(Stored items)
============
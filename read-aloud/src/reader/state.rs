//! Playback session state types.

/// Where a read session currently stands.
#[derive(Debug, Clone, Copy, PartialEq, Eq)]
pub enum PlaybackState {
    /// No session started.
    Idle,
    /// Speaking the chunk at this index.
    Speaking(usize),
    /// Suspended at this index; the utterance is not cancelled.
    Paused(usize),
    /// Explicitly stopped; the session is exhausted.
    Stopped,
    /// All chunks were spoken to completion.
    Done,
}

impl PlaybackState {
    /// True while a session holds an utterance (speaking or suspended).
    pub fn is_active(&self) -> bool {
        matches!(self, PlaybackState::Speaking(_) | PlaybackState::Paused(_))
    }
}

/// Which user controls are currently enabled.
#[derive(Debug, Clone, Copy, PartialEq, Eq, Default)]
pub struct Controls {
    pub read: bool,
    pub pause: bool,
    pub resume: bool,
    pub stop: bool,
}

impl Controls {
    /// Document loaded, nothing playing.
    pub fn ready() -> Self {
        Self {
            read: true,
            ..Self::default()
        }
    }

    /// Mid-utterance.
    pub fn speaking() -> Self {
        Self {
            read: true,
            pause: true,
            stop: true,
            ..Self::default()
        }
    }

    /// Suspended.
    pub fn paused() -> Self {
        Self {
            read: true,
            resume: true,
            stop: true,
            ..Self::default()
        }
    }
}

#[cfg(test)]
mod tests {
    use super::*;

    #[test]
    fn test_active_states() {
        assert!(PlaybackState::Speaking(0).is_active());
        assert!(PlaybackState::Paused(3).is_active());
        assert!(!PlaybackState::Idle.is_active());
        assert!(!PlaybackState::Stopped.is_active());
        assert!(!PlaybackState::Done.is_active());
    }

    #[test]
    fn test_control_sets() {
        assert!(Controls::speaking().pause);
        assert!(!Controls::speaking().resume);
        assert!(Controls::paused().resume);
        assert!(!Controls::paused().pause);
        assert!(Controls::paused().stop);
        assert!(!Controls::ready().stop);
    }
}
//! PDF text extraction.
//!
//! `pdf-extract` returns the whole document as one string with form-feed
//! separators between pages; pages are split back out here so callers get
//! per-page text in page order.

use anyhow::{Context, Result};

/// Extract per-page text from PDF bytes, in page order.
pub fn extract_pages(data: &[u8]) -> Result<Vec<String>> {
    let text =
        pdf_extract::extract_text_from_mem(data).context("Failed to extract PDF text")?;
    Ok(text.split('\x0C').map(|page| page.to_string()).collect())
}

/// Extract the full document text: pages joined in order, whitespace
/// normalized, outer whitespace trimmed.
pub fn extract_text(data: &[u8]) -> Result<String> {
    let pages = extract_pages(data)?;
    Ok(normalize_whitespace(&pages.join("\n")))
}

/// Normalize whitespace left behind by extraction: collapse runs of
/// spaces and tabs into one space, collapse more than two consecutive
/// newlines, and trim the ends.
fn normalize_whitespace(text: &str) -> String {
    let mut result = String::with_capacity(text.len());
    let mut prev_was_space = false;
    let mut newline_count = 0;

    for c in text.chars() {
        if c == '\n' {
            newline_count += 1;
            prev_was_space = false;
            if newline_count <= 2 {
                result.push('\n');
            }
        } else if c == ' ' || c == '\t' {
            newline_count = 0;
            if !prev_was_space {
                result.push(' ');
                prev_was_space = true;
            }
        } else {
            newline_count = 0;
            prev_was_space = false;
            result.push(c);
        }
    }

    result.trim().to_string()
}
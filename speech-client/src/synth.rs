use async_trait::async_trait;

use crate::error::Result;

/// A voice offered by a speech engine
#[derive(Debug, Clone, PartialEq, Eq)]
pub struct Voice {
    /// Identifier accepted by the engine's voice selector
    pub id: String,
    /// Human-readable voice name
    pub name: String,
    /// Language or locale code
    pub language: String,
}

/// One utterance to speak
#[derive(Debug, Clone)]
pub struct SpeakRequest {
    pub text: String,
    /// Voice id; the engine default when `None` or unknown
    pub voice: Option<String>,
}

/// How an utterance ended
#[derive(Debug, Clone, Copy, PartialEq, Eq)]
pub enum SpeakOutcome {
    /// The engine spoke the full text
    Finished,
    /// The utterance was cancelled mid-flight
    Cancelled,
}

/// Trait for speech synthesis engines
#[async_trait]
pub trait SpeechSynth: Send + Sync {
    /// Speak one utterance, resolving on completion or cancellation.
    ///
    /// A paused utterance stays in flight; the returned future resolves
    /// only after the engine is resumed and finishes, or is cancelled.
    async fn speak(&self, request: SpeakRequest) -> Result<SpeakOutcome>;

    /// Enumerate the voices this engine offers
    async fn voices(&self) -> Result<Vec<Voice>>;

    /// Suspend the in-flight utterance; no-op when nothing is speaking
    async fn pause(&self) -> Result<()>;

    /// Continue a suspended utterance; no-op when nothing is suspended
    async fn resume(&self) -> Result<()>;

    /// Cancel the in-flight utterance; no-op when nothing is speaking
    async fn cancel(&self) -> Result<()>;

    /// Get the engine name for display
    fn name(&self) -> &'static str;

    /// Check if the engine is usable (binary installed, etc.)
    fn is_available(&self) -> Result<()>;
}
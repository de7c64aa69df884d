//! Sequential chunked playback with pause/resume/stop control.

use std::sync::{Arc, Mutex};

use anyhow::Result;
use speech_client::{SpeakOutcome, SpeakRequest, SpeechSynth};
use tokio::sync::watch;

use super::state::{Controls, PlaybackState};
use crate::display::Surface;
use crate::highlight;
use crate::text::chunk_text;

/// Drives sequential utterance playback over a chunk list.
///
/// Cheaply cloneable: control handlers and the playback loop share the
/// same session state. At most one read loop is live at a time; starting
/// a new read bumps the session generation, which retires any previous
/// loop the next time it observes the state.
#[derive(Clone)]
pub struct Reader {
    synth: Arc<dyn SpeechSynth>,
    surface: Arc<dyn Surface>,
    max_chunk: usize,
    session: Arc<Mutex<Session>>,
    control: Arc<watch::Sender<()>>,
}

struct Session {
    text: String,
    chunks: Vec<String>,
    index: usize,
    paused: bool,
    state: PlaybackState,
    generation: u64,
}

/// What the playback loop should do next.
enum Step {
    Retired,
    Finished,
    WaitWhilePaused,
    Speak(usize),
}

impl Reader {
    pub fn new(
        synth: Arc<dyn SpeechSynth>,
        surface: Arc<dyn Surface>,
        max_chunk: usize,
    ) -> Self {
        let (control, _) = watch::channel(());
        Self {
            synth,
            surface,
            max_chunk: max_chunk.max(1),
            session: Arc::new(Mutex::new(Session {
                text: String::new(),
                chunks: Vec::new(),
                index: 0,
                paused: false,
                state: PlaybackState::Idle,
                generation: 0,
            })),
            control: Arc::new(control),
        }
    }

    /// Current playback state.
    pub fn state(&self) -> PlaybackState {
        self.session.lock().unwrap().state
    }

    /// (current chunk index, chunk count) for the current session.
    pub fn progress(&self) -> (usize, usize) {
        let session = self.session.lock().unwrap();
        (session.index, session.chunks.len())
    }

    /// Install new document text, retiring any in-flight session.
    pub async fn load_text(&self, text: String) -> Result<()> {
        let markup = {
            let mut session = self.session.lock().unwrap();
            session.generation += 1;
            session.text = text;
            session.chunks.clear();
            session.index = 0;
            session.paused = false;
            session.state = PlaybackState::Idle;
            highlight::render_plain(&session.text)
        };
        self.synth.cancel().await?;
        self.notify();
        self.surface.set_markup(&markup);
        self.surface.set_controls(Controls::ready());
        Ok(())
    }

    /// Run one read session until completion, stop, or supersession by a
    /// newer read.
    ///
    /// A no-op when no document text is loaded. Any previous session is
    /// cancelled and the playback state reset before the first utterance.
    pub async fn read(&self, voice: Option<String>) -> Result<()> {
        let (generation, chunks) = {
            let mut session = self.session.lock().unwrap();
            if session.text.trim().is_empty() {
                return Ok(());
            }
            session.generation += 1;
            session.chunks = chunk_text(&session.text, self.max_chunk);
            session.index = 0;
            session.paused = false;
            session.state = PlaybackState::Idle;
            (session.generation, session.chunks.clone())
        };

        // Retire any utterance still in flight from a previous session.
        self.synth.cancel().await?;
        self.notify();

        let total = chunks.len();
        let mut control = self.control.subscribe();

        loop {
            let step = {
                let mut session = self.session.lock().unwrap();
                if session.generation != generation
                    || session.state == PlaybackState::Stopped
                {
                    // stop() or a newer read already published its side
                    // effects.
                    Step::Retired
                } else if session.index >= total {
                    session.state = PlaybackState::Done;
                    Step::Finished
                } else if session.paused {
                    Step::WaitWhilePaused
                } else {
                    let index = session.index;
                    session.state = PlaybackState::Speaking(index);
                    Step::Speak(index)
                }
            };

            match step {
                Step::Retired => return Ok(()),
                Step::Finished => {
                    let text = self.session.lock().unwrap().text.clone();
                    self.surface.set_status("Done!");
                    self.surface.set_controls(Controls::ready());
                    self.surface.set_markup(&highlight::render_plain(&text));
                    return Ok(());
                }
                Step::WaitWhilePaused => {
                    if control.changed().await.is_err() {
                        return Ok(());
                    }
                }
                Step::Speak(index) => {
                    self.surface.set_status(&format!(
                        "Reading chunk {}/{}...",
                        index + 1,
                        total
                    ));
                    self.surface.set_controls(Controls::speaking());
                    self.surface
                        .set_markup(&highlight::highlight_chunk(&chunks, index));

                    let outcome = self
                        .synth
                        .speak(SpeakRequest {
                            text: chunks[index].clone(),
                            voice: voice.clone(),
                        })
                        .await?;

                    let mut session = self.session.lock().unwrap();
                    if session.generation != generation
                        || session.state == PlaybackState::Stopped
                    {
                        return Ok(());
                    }
                    match outcome {
                        SpeakOutcome::Finished => {
                            // A pause that raced the end of the utterance
                            // keeps the index put; resume re-enters here.
                            if !session.paused {
                                session.index = index + 1;
                            }
                        }
                        SpeakOutcome::Cancelled => return Ok(()),
                    }
                }
            }
        }
    }

    /// Suspend the in-flight utterance. A no-op unless speaking.
    pub async fn pause(&self) -> Result<()> {
        {
            let mut session = self.session.lock().unwrap();
            match session.state {
                PlaybackState::Speaking(index) => {
                    session.paused = true;
                    session.state = PlaybackState::Paused(index);
                }
                _ => return Ok(()),
            }
        }
        self.synth.pause().await?;
        self.notify();
        self.surface.set_status("Paused.");
        self.surface.set_controls(Controls::paused());
        Ok(())
    }

    /// Resume a paused session from the same chunk. A no-op unless paused.
    pub async fn resume(&self) -> Result<()> {
        {
            let mut session = self.session.lock().unwrap();
            match session.state {
                PlaybackState::Paused(index) => {
                    session.paused = false;
                    session.state = PlaybackState::Speaking(index);
                }
                _ => return Ok(()),
            }
        }
        self.surface.set_status("Resuming...");
        self.surface.set_controls(Controls::speaking());
        self.synth.resume().await?;
        self.notify();
        Ok(())
    }

    /// Stop the session: cancel speech, exhaust the index, clear the
    /// highlight. Idempotent; a no-op when nothing is active.
    pub async fn stop(&self) -> Result<()> {
        let text = {
            let mut session = self.session.lock().unwrap();
            if !session.state.is_active() {
                return Ok(());
            }
            session.paused = false;
            session.index = session.chunks.len();
            session.state = PlaybackState::Stopped;
            session.text.clone()
        };
        self.synth.cancel().await?;
        self.notify();
        self.surface.set_status("Stopped.");
        self.surface.set_controls(Controls::ready());
        self.surface.set_markup(&highlight::render_plain(&text));
        Ok(())
    }

    fn notify(&self) {
        let _ = self.control.send(());
    }
}
//! Display surface abstraction.
//!
//! The reader publishes status text, escaped markup for the text region,
//! and control enablement through this trait. The binary provides a
//! terminal implementation; tests substitute a recording one.

use crate::reader::Controls;

pub trait Surface: Send + Sync {
    /// Update the status region.
    fn set_status(&self, status: &str);

    /// Replace the text region with escaped markup.
    fn set_markup(&self, markup: &str);

    /// Update which controls are enabled.
    fn set_controls(&self, controls: Controls);
}

/// Terminal surface: status lines to stderr, markup optionally echoed to
/// stdout.
pub struct TermSurface {
    echo_text: bool,
}

impl TermSurface {
    pub fn new(echo_text: bool) -> Self {
        Self { echo_text }
    }
}

impl Surface for TermSurface {
    fn set_status(&self, status: &str) {
        eprintln!("{}", status);
    }

    fn set_markup(&self, markup: &str) {
        if self.echo_text {
            println!("{}", markup);
        }
    }

    fn set_controls(&self, controls: Controls) {
        log::debug!("controls: {:?}", controls);
    }
}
============
**What to produce**
Output the records above exactly, from their first line through the line that contains "assert!(Controls::paused().stop);", and add nothing.

**Response for this exercise**
filename read-aloud/src/reader/state.rs
//! Playback session state types.

/// Where a read session currently stands.
#[derive(Debug, Clone, Copy, PartialEq, Eq)]
pub enum PlaybackState {
    /// No session started.
    Idle,
    /// Speaking the chunk at this index.
    Speaking(usize),
    /// Suspended at this index; the utterance is not cancelled.
    Paused(usize),
    /// Explicitly stopped; the session is exhausted.
    Stopped,
    /// All chunks were spoken to completion.
    Done,
}

impl PlaybackState {
    /// True while a session holds an utterance (speaking or suspended).
    pub fn is_active(&self) -> bool {
        matches!(self, PlaybackState::Speaking(_) | PlaybackState::Paused(_))
    }
}

/// Which user controls are currently enabled.
#[derive(Debug, Clone, Copy, PartialEq, Eq, Default)]
pub struct Controls {
    pub read: bool,
    pub pause: bool,
    pub resume: bool,
    pub stop: bool,
}

impl Controls {
    /// Document loaded, nothing playing.
    pub fn ready() -> Self {
        Self {
            read: true,
            ..Self::default()
        }
    }

    /// Mid-utterance.
    pub fn speaking() -> Self {
        Self {
            read: true,
            pause: true,
            stop: true,
            ..Self::default()
        }
    }

    /// Suspended.
    pub fn paused() -> Self {
        Self {
            read: true,
            resume: true,
            stop: true,
            ..Self::default()
        }
    }
}

#[cfg(test)]
mod tests {
    use super::*;

    #[test]
    fn test_active_states() {
        assert!(PlaybackState::Speaking(0).is_active());
        assert!(PlaybackState::Paused(3).is_active());
        assert!(!PlaybackState::Idle.is_active());
        assert!(!PlaybackState::Stopped.is_active());
        assert!(!PlaybackState::Done.is_active());
    }

    #[test]
    fn test_control_sets() {
        assert!(Controls::speaking().pause);
        assert!(!Controls::speaking().resume);
        assert!(Controls::paused().resume);
        assert!(!Controls::paused().pause);
        assert!(Controls::paused().stop);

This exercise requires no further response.